Ion Bazac (born 27 July 1968) is a Romanian physician and politician. A member of the Social Democratic Party (PSD), he was the Minister of Health in the Emil Boc cabinet between 2008 and 2009.

He is married to Camelia Bazac.

==Biography==

He was born in Bucharest and after completing secondary studies at the city's Mihai Viteazul Mathematics-Physics High School in 1986, became a physician upon graduating from the Faculty of General Medicine at the Carol Davila University of Medicine and Pharmacy in 1996, although he has never practiced medicine. He holds a Master of Business Administration from the Bucharest Academy of Economic Studies, as well as degrees in Health and Social Services Administration and Public Health Management. He has co-authored several books on health care reform. From 1997 to 1999, he was a project management specialist and procurement coordinator for a World Bank project investing in the Romanian health care system. During 2000, he was adjunct director, then director, at the General Directorate of Health and Development Policies, helping start a new World Bank programme and focusing on Romania's European Union accession as well. From December 2000, when the PSD (which he joined the following March) returned to office, until March 2002, he was a Secretary of State at the Ministry of Health and Family, responsible for European integration and international relations (including with the World Bank). He left the ministry when then-minister Daniela Bartoş, unsatisfied with his performance, demoted him to director general from secretary of state, and he refused to accept this new title. Subsequently, until July 2003, he was a Secretary of State at the Ministry of Water and Environmental Protection, with the same responsibilities as at the Health Ministry; this time, he opened negotiations with the European Commission on the Environment chapter of the acquis communautaire (which Romania had to fulfil in order to join the EU).

Leaving government when the Environment Ministry was absorbed into the Agriculture Ministry, Bazac was, from November 2003 to July 2004, chairman of the board of Global Finance & Leasing, a non-banking financial institution.
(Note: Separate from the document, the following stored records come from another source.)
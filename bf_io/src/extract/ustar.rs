//! Minimal POSIX tar reader.
//!
//! Handles regular files and directories; other entry types are skipped.
//! Long names come from the ustar prefix field, a pax `path` record or a GNU
//! `L` entry. Entries whose path would leave the destination are skipped.

use std::collections::HashMap;
use std::fs;
use std::io::{self, Read};
use std::path::{Component, Path, PathBuf};

use tokio_util::sync::CancellationToken;
use tracing::{debug, warn};

use bf_core::Error;

const BLOCK: usize = 512;

#[derive(Debug, Default, Clone, Copy, PartialEq, Eq)]
pub struct UnpackStats {
    pub files: usize,
    pub directories: usize,
    pub skipped: usize,
}

struct Header {
    name: String,
    mode: Option<u32>,
    size: u64,
    typeflag: u8,
}

impl Header {
    fn parse(block: &[u8; BLOCK]) -> Result<Self, String> {
        let name = cstr(&block[0..100]);
        let mode = octal(&block[100..108]).ok().map(|m| m as u32);
        let size = size_field(&block[124..136])?;
        let typeflag = block[156];
        // GNU headers ("ustar  \0") keep atime/ctime where ustar keeps the prefix.
        let prefix = if &block[257..263] == b"ustar\0" {
            cstr(&block[345..500])
        } else {
            String::new()
        };
        let name = if prefix.is_empty() {
            name
        } else {
            format!("{prefix}/{name}")
        };
        Ok(Self {
            name,
            mode,
            size,
            typeflag,
        })
    }
}

fn cstr(field: &[u8]) -> String {
    let end = field.iter().position(|&b| b == 0).unwrap_or(field.len());
    String::from_utf8_lossy(&field[..end]).into_owned()
}

fn octal(field: &[u8]) -> Result<u64, String> {
    let text = cstr(field);
    let text = text.trim_matches(|c: char| c == ' ' || c == '\0');
    if text.is_empty() {
        return Ok(0);
    }
    u64::from_str_radix(text, 8).map_err(|_| format!("invalid octal field '{text}'"))
}

/// Size is octal ASCII, or big-endian base-256 when the high bit is set.
fn size_field(field: &[u8]) -> Result<u64, String> {
    if field[0] & 0x80 != 0 {
        let mut value: u64 = u64::from(field[0] & 0x7f);
        for &b in &field[1..] {
            value = value
                .checked_mul(256)
                .and_then(|v| v.checked_add(u64::from(b)))
                .ok_or_else(|| "size field overflows".to_string())?;
        }
        return Ok(value);
    }
    octal(field)
}

fn padded(size: u64) -> u64 {
    size.div_ceil(BLOCK as u64) * BLOCK as u64
}

/// Joins an archive path under `dest`, refusing absolute paths and `..`.
fn safe_join(dest: &Path, name: &str) -> Option<PathBuf> {
    let mut out = dest.to_path_buf();
    let mut depth = 0usize;
    for component in Path::new(name).components() {
        match component {
            Component::Normal(part) => {
                out.push(part);
                depth += 1;
            }
            Component::CurDir => {}
            _ => return None,
        }
    }
    (depth > 0).then_some(out)
}

fn read_block<R: Read>(reader: &mut R, block: &mut [u8; BLOCK]) -> io::Result<bool> {
    let mut filled = 0;
    while filled < BLOCK {
        let n = reader.read(&mut block[filled..])?;
        if n == 0 {
            if filled == 0 {
                return Ok(false);
            }
            return Err(io::Error::new(
                io::ErrorKind::UnexpectedEof,
                "truncated tar header",
            ));
        }
        filled += n;
    }
    Ok(true)
}

fn read_body<R: Read>(reader: &mut R, size: u64) -> io::Result<Vec<u8>> {
    let mut data = Vec::new();
    reader.by_ref().take(size).read_to_end(&mut data)?;
    if (data.len() as u64) < size {
        return Err(io::Error::new(
            io::ErrorKind::UnexpectedEof,
            "truncated tar entry",
        ));
    }
    skip(reader, padded(size) - size)?;
    Ok(data)
}

fn skip<R: Read>(reader: &mut R, n: u64) -> io::Result<()> {
    let copied = io::copy(&mut reader.by_ref().take(n), &mut io::sink())?;
    if copied < n {
        return Err(io::Error::new(
            io::ErrorKind::UnexpectedEof,
            "truncated tar entry",
        ));
    }
    Ok(())
}

/// `path` value from a pax extended header body.
fn pax_path(data: &[u8]) -> Option<String> {
    let text = String::from_utf8_lossy(data);
    let records: HashMap<&str, &str> = text
        .lines()
        .filter_map(|line| line.split_once(' ').map(|(_, kv)| kv))
        .filter_map(|kv| kv.split_once('='))
        .collect();
    records.get("path").map(|p| p.to_string())
}

/// Unpacks an uncompressed tar stream into `dest`.
pub fn unpack<R: Read>(
    mut reader: R,
    dest: &Path,
    archive: &Path,
    cancel: &CancellationToken,
) -> Result<UnpackStats, Error> {
    let fail = |message: String| Error::ExtractionFailed {
        archive: archive.to_path_buf(),
        message,
    };

    fs::create_dir_all(dest).map_err(|e| Error::fs(dest, e))?;
    let mut stats = UnpackStats::default();
    let mut block = [0u8; BLOCK];
    let mut long_name: Option<String> = None;

    loop {
        if cancel.is_cancelled() {
            return Err(Error::Cancelled);
        }
        if !read_block(&mut reader, &mut block).map_err(|e| fail(e.to_string()))? {
            break;
        }
        if block.iter().all(|&b| b == 0) {
            break;
        }

        let header = Header::parse(&block).map_err(&fail)?;
        match header.typeflag {
            b'x' | b'L' => {
                let data = read_body(&mut reader, header.size).map_err(|e| fail(e.to_string()))?;
                long_name = if header.typeflag == b'L' {
                    Some(cstr(&data))
                } else {
                    pax_path(&data)
                };
                continue;
            }
            b'g' => {
                skip(&mut reader, padded(header.size)).map_err(|e| fail(e.to_string()))?;
                continue;
            }
            _ => {}
        }

        let name = long_name.take().unwrap_or(header.name);
        let Some(target) = safe_join(dest, &name) else {
            warn!(entry = %name, "skipping tar entry outside destination");
            skip(&mut reader, padded(header.size)).map_err(|e| fail(e.to_string()))?;
            stats.skipped += 1;
            continue;
        };

        match header.typeflag {
            b'5' => {
                fs::create_dir_all(&target).map_err(|e| Error::fs(&target, e))?;
                stats.directories += 1;
            }
            b'0' | 0 => {
                if let Some(parent) = target.parent() {
                    fs::create_dir_all(parent).map_err(|e| Error::fs(parent, e))?;
                }
                let mut out = fs::File::create(&target).map_err(|e| Error::fs(&target, e))?;
                let copied = io::copy(&mut reader.by_ref().take(header.size), &mut out)
                    .map_err(|e| fail(e.to_string()))?;
                if copied < header.size {
                    return Err(fail(format!("truncated entry '{name}'")));
                }
                skip(&mut reader, padded(header.size) - header.size)
                    .map_err(|e| fail(e.to_string()))?;
                set_mode(&target, header.mode);
                stats.files += 1;
            }
            other => {
                debug!(entry = %name, typeflag = other, "skipping unsupported tar entry");
                skip(&mut reader, padded(header.size)).map_err(|e| fail(e.to_string()))?;
                stats.skipped += 1;
            }
        }
    }

    Ok(stats)
}

#[cfg(unix)]
fn set_mode(path: &Path, mode: Option<u32>) {
    use std::os::unix::fs::PermissionsExt;
    if let Some(mode) = mode
        && mode & 0o111 != 0
    {
        let _ = fs::set_permissions(path, fs::Permissions::from_mode(mode & 0o777));
    }
}

#[cfg(not(unix))]
fn set_mode(_path: &Path, _mode: Option<u32>) {}

#[cfg(test)]
mod tests {
    use super::*;
    use tar::{Builder, EntryType, Header as TarHeader};
    use tempfile::TempDir;

    fn append_file(builder: &mut Builder<Vec<u8>>, path: &str, data: &[u8], mode: u32) {
        let mut header = TarHeader::new_ustar();
        header.set_size(data.len() as u64);
        header.set_mode(mode);
        header.set_entry_type(EntryType::Regular);
        builder.append_data(&mut header, path, data).unwrap();
    }

    fn tarball(build: impl FnOnce(&mut Builder<Vec<u8>>)) -> Vec<u8> {
        let mut builder = Builder::new(Vec::new());
        build(&mut builder);
        builder.into_inner().unwrap()
    }

    /// Recomputes the first header's checksum after hand edits.
    fn reseal(data: &mut [u8]) {
        let sum: u32 = data[..512]
            .iter()
            .enumerate()
            .map(|(i, &b)| if (148..156).contains(&i) { 32 } else { u32::from(b) })
            .sum();
        data[148..156].copy_from_slice(format!("{sum:06o}\0 ").as_bytes());
    }

    fn run(data: &[u8], dest: &Path) -> Result<UnpackStats, Error> {
        unpack(data, dest, Path::new("test.tar"), &CancellationToken::new())
    }

    #[test]
    fn unpacks_files_and_directories() {
        let data = tarball(|b| {
            let mut dir = TarHeader::new_ustar();
            dir.set_entry_type(EntryType::Directory);
            dir.set_size(0);
            dir.set_mode(0o755);
            b.append_data(&mut dir, "package/vendor/", &[][..]).unwrap();
            append_file(b, "package/cli.js", b"console.log(1)", 0o644);
            append_file(b, "package/vendor/rg", b"\x7fELF", 0o755);
        });

        let tmp = TempDir::new().unwrap();
        let stats = run(&data, tmp.path()).unwrap();

        assert_eq!(stats.files, 2);
        assert_eq!(stats.directories, 1);
        assert_eq!(
            fs::read_to_string(tmp.path().join("package/cli.js")).unwrap(),
            "console.log(1)"
        );
        #[cfg(unix)]
        {
            use std::os::unix::fs::PermissionsExt;
            let mode = fs::metadata(tmp.path().join("package/vendor/rg"))
                .unwrap()
                .permissions()
                .mode();
            assert_eq!(mode & 0o111, 0o111);
        }
    }

    #[test]
    fn long_paths_use_prefix_field() {
        let deep = format!("package/{}/file.txt", "d".repeat(120));
        let data = tarball(|b| append_file(b, &deep, b"deep", 0o644));

        let tmp = TempDir::new().unwrap();
        run(&data, tmp.path()).unwrap();
        assert_eq!(fs::read_to_string(tmp.path().join(&deep)).unwrap(), "deep");
    }

    #[test]
    fn symlinks_are_skipped_without_error() {
        let data = tarball(|b| {
            append_file(b, "package/real.js", b"x", 0o644);
            let mut link = TarHeader::new_ustar();
            link.set_entry_type(EntryType::Symlink);
            link.set_size(0);
            b.append_link(&mut link, "package/link.js", "real.js").unwrap();
        });

        let tmp = TempDir::new().unwrap();
        let stats = run(&data, tmp.path()).unwrap();
        assert_eq!(stats.skipped, 1);
        assert!(!tmp.path().join("package/link.js").exists());
    }

    #[test]
    fn traversal_entries_are_skipped() {
        let mut data = tarball(|b| append_file(b, "package/ok.txt", b"ok", 0o644));
        // Hand-patch the name so `tar` doesn't refuse to write it.
        let evil = b"../evil.txt";
        data[..100].fill(0);
        data[..evil.len()].copy_from_slice(evil);
        reseal(&mut data);

        let tmp = TempDir::new().unwrap();
        let dest = tmp.path().join("out");
        let stats = run(&data, &dest).unwrap();
        assert_eq!(stats.skipped, 1);
        assert!(!tmp.path().join("evil.txt").exists());
    }

    #[test]
    fn truncated_archive_fails() {
        let data = tarball(|b| append_file(b, "package/big.bin", &[1u8; 4096], 0o644));
        let tmp = TempDir::new().unwrap();
        let err = run(&data[..1024], tmp.path()).unwrap_err();
        assert!(matches!(err, Error::ExtractionFailed { .. }));
    }

    #[test]
    fn cancelled_before_start() {
        let data = tarball(|b| append_file(b, "a", b"a", 0o644));
        let tmp = TempDir::new().unwrap();
        let cancel = CancellationToken::new();
        cancel.cancel();
        let err = unpack(&data[..], tmp.path(), Path::new("t.tar"), &cancel).unwrap_err();
        assert_eq!(err, Error::Cancelled);
    }

    #[test]
    fn octal_fields_tolerate_padding() {
        assert_eq!(octal(b"0000644 \0").unwrap(), 0o644);
        assert_eq!(octal(b"\0\0\0").unwrap(), 0);
        assert!(octal(b"zz").is_err());
    }

    #[test]
    fn pax_path_record_is_read() {
        let body = b"30 path=package/a/very/long.js\n";
        assert_eq!(pax_path(body).as_deref(), Some("package/a/very/long.js"));
    }

    #[test]
    fn gnu_access_times_are_not_read_as_prefix() {
        let mut data = tarball(|b| {
            let mut header = TarHeader::new_gnu();
            header.set_path("package/cli.js").unwrap();
            header.set_size(2);
            header.set_mode(0o644);
            header.set_entry_type(EntryType::Regular);
            header.set_cksum();
            b.append(&header, &b"ok"[..]).unwrap();
        });
        assert_eq!(&data[257..265], b"ustar  \0");
        // GNU atime field.
        data[345..357].copy_from_slice(b"14571201652\0");
        reseal(&mut data);

        let tmp = TempDir::new().unwrap();
        run(&data, tmp.path()).unwrap();
        assert_eq!(fs::read_to_string(tmp.path().join("package/cli.js")).unwrap(), "ok");
        assert!(!tmp.path().join("14571201652").exists());
    }
}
From July to December 2004, he returned as Secretary of State at the Health Ministry, coordinating the health budget and the European integration department. Shortly after leaving this position, he was questioned by the National Anticorruption Prosecution Office in regard to the illegal transfer of 5 billion lei (some $150,000) to private companies during operations for procuring 2,000 air purifiers for state-owned hospitals. During 2005 and 2006, he resumed his chairmanship at Global Finance & Leasing, until it was purchased by BNP Paribas Fortis. Meanwhile, in 2005, he joined the PSD's national council, and he is also a member of its Brăila County executive bureau. In 2007 and 2008, he worked for both Inox, a stainless steel manufacturer, and as chairman of the board of Forza Rossa, Ferrari's representative in Romania. Following the 2008 election, Bazac was named Health Minister.

Among his priorities as minister were the maintenance and efficient allocation of a sin tax, the introduction of a computerised system to track prescriptions and of a new pricing scheme for medicines and a growth in private health insurance and hospital competition for funds. He promised significant pay raises for physicians, and in May 2009 fired 73 hospital managers for failing to meet contractual benchmarks. He also had to deal with the impact of the 2009 flu pandemic. Together with his PSD colleagues, Bazac resigned from the cabinet on October 1, 2009, in protest at the dismissal of vice prime minister and Interior Minister Dan Nica.

In 2002, he was made a knight of the National Order for Merit. He is the owner of Forza Rossa Racing, a motor racing team.